How to Become a Football Scout: the first in an exclusive series for Untold by the man who discovered Joel Campbell


By Danny Karbassiyoon

Danny Karbassiyoon is a former professional footballer with Arsenal who was forced to retire at 22 due to recurring knee injuries. Soon after hanging up his boots, he was hired as a scout for Arsenal and spent 7 years scouting the Americas full time before recently moving back to London.

Despite his short-lived career as a player, Danny made three appearances for the first team in 2004, becoming the first American to score for the Gunners when he scored  the winner against Manchester City in the League Cup. He later went on loan to Ipswich Town before signing for Burnley Football Club in 2005. In 2007, Danny re-signed for Arsenal as a scout and has since been credited for finding Gedion Zelalem and Joel Campbell.

This is the first of a series of articles that Danny is writing for Untold Arsenal on the subject of the world of the football scout.


I’m often asked how I stumbled across my scouting job and how others could similarly get into the scouting and professional football industry. While the age-old saying “it’s not what you know, but who you know” certainly applies for helping one get into the industry, it’ll only take you so far before you really have to prove you know what you’re talking about.

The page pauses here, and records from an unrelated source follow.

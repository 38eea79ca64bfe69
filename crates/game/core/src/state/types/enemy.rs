use glam::Vec2;

use super::common::{EntityId, Position, TargetRef, Tint};
use crate::config::EnemyConfig;

/// Whether an enemy still takes part in the simulation.
#[derive(Clone, Copy, Debug, Default, PartialEq, Eq, Hash, strum::Display, strum::AsRefStr)]
#[cfg_attr(feature = "serde", derive(serde::Serialize, serde::Deserialize))]
#[strum(serialize_all = "snake_case")]
pub enum Liveness {
    #[default]
    Active,
    /// Hit points reached zero. Terminal: nothing writes to a destroyed enemy.
    Destroyed,
}

/// Mutable state of a single enemy.
///
/// `position` is continuous but grid-aligned whenever no knockback is in
/// flight. `hit_points` never increases after spawn.
#[derive(Clone, Debug, PartialEq)]
pub struct EnemyState {
    pub id: EntityId,
    pub position: Vec2,
    pub hit_points: i32,
    /// Set after every acting turn; the next turn is spent resting.
    pub skip_move: bool,
    /// Rest-state tint captured at spawn.
    pub base_tint: Tint,
    pub tint: Tint,
    pub contact_damage: i32,
    pub target: TargetRef,
    pub liveness: Liveness,
}

impl EnemyState {
    pub fn new(id: EntityId, cell: Position, target: TargetRef, config: &EnemyConfig) -> Self {
        Self {
            id,
            position: cell.to_world(),
            hit_points: config.hit_points,
            skip_move: false,
            base_tint: config.base_tint,
            tint: config.base_tint,
            contact_damage: config.contact_damage,
            target,
            liveness: Liveness::Active,
        }
    }

    pub fn is_alive(&self) -> bool {
        self.liveness == Liveness::Active
    }

    /// Grid cell the enemy currently occupies.
    pub fn cell(&self) -> Position {
        Position::from_world(self.position)
    }
}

It is true that managers, chief scouts, sporting directors, and other positions of high regard often turn to ex-players when it comes to scouting. It’s quite simple why as well – ex-players not only understand the immediate needs and requirements for the club and manager on the pitch, but they also understand what it takes for a player to make it at that specific club.

In my specific experience, I came to London as an 18 year old, signed professional forms upon arrival, and was immediately thrown into the reserves. There was an incredible mix of players in my group at that time. Guys that had been scouted like myself and brought in at 16, 17 or 18, and local lads that had been with the Club since they were 7, 8, and 9 years old.

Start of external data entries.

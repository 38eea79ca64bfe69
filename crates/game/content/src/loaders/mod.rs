//! Content loaders for reading simulation data from files.
//!
//! Enemy tuning is TOML and deserializes straight into
//! [`game_core::EnemyConfig`]; encounter layouts are RON and go through a
//! private file format before being checked and converted into
//! [`crate::Encounter`].

pub mod config;
pub mod encounter;

pub use config::ConfigLoader;
pub use encounter::EncounterLoader;

use std::path::Path;

/// Common result type for loaders.
pub type LoadResult<T> = anyhow::Result<T>;

/// Helper function to read file contents.
pub(crate) fn read_file(path: &Path) -> LoadResult<String> {
    std::fs::read_to_string(path)
        .map_err(|e| anyhow::anyhow!("Failed to read file {}: {}", path.display(), e))
}
//! Action domain - the single grid step an enemy may take per turn.
//!
//! Enemies only ever step along one axis per turn. [`step_toward`] picks that
//! axis greedily; the step itself is carried out by a [`crate::GridMover`].

pub mod movement;

pub use movement::{CardinalDirection, step_toward};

Over my two years in London, I saw players get released that had been with the Club for over a decade, while others who had recently been brought in catapulted their way into first-team selection over the course of months.

I saw first-hand the technical requirements and the tactical acumen required to make it at Arsenal. I sometimes compared my time at Arsenal as being at a university where football was the only path one could go down, the teachers coming in the form of veteran first-teamers who had won World Cups, Premier Leagues, FA Cups, and so much more.

As a striker, I could get individual advice from guys like Henry and Bergkamp, and when I converted to left back, I found myself speaking with Sol Cambell, Ashley Cole, and Martin Keown regularly. Above them, Arsene Wenger did the proper coaching and preaching of the curriculum of style of play that Arsenal fans have came to love.

To me personally, this education helped prepare me in my role as a scout. Don’t get me wrong, these guys also set a bar so incredibly high that I wondered how I could ever find a player that could have broken into a team that went 49 unbeaten, but that’s besides the point. I subconsciously understood what it meant to be an Arsenal player during my first stint at the Club and then was able to apply it to my work as a scout when I returned.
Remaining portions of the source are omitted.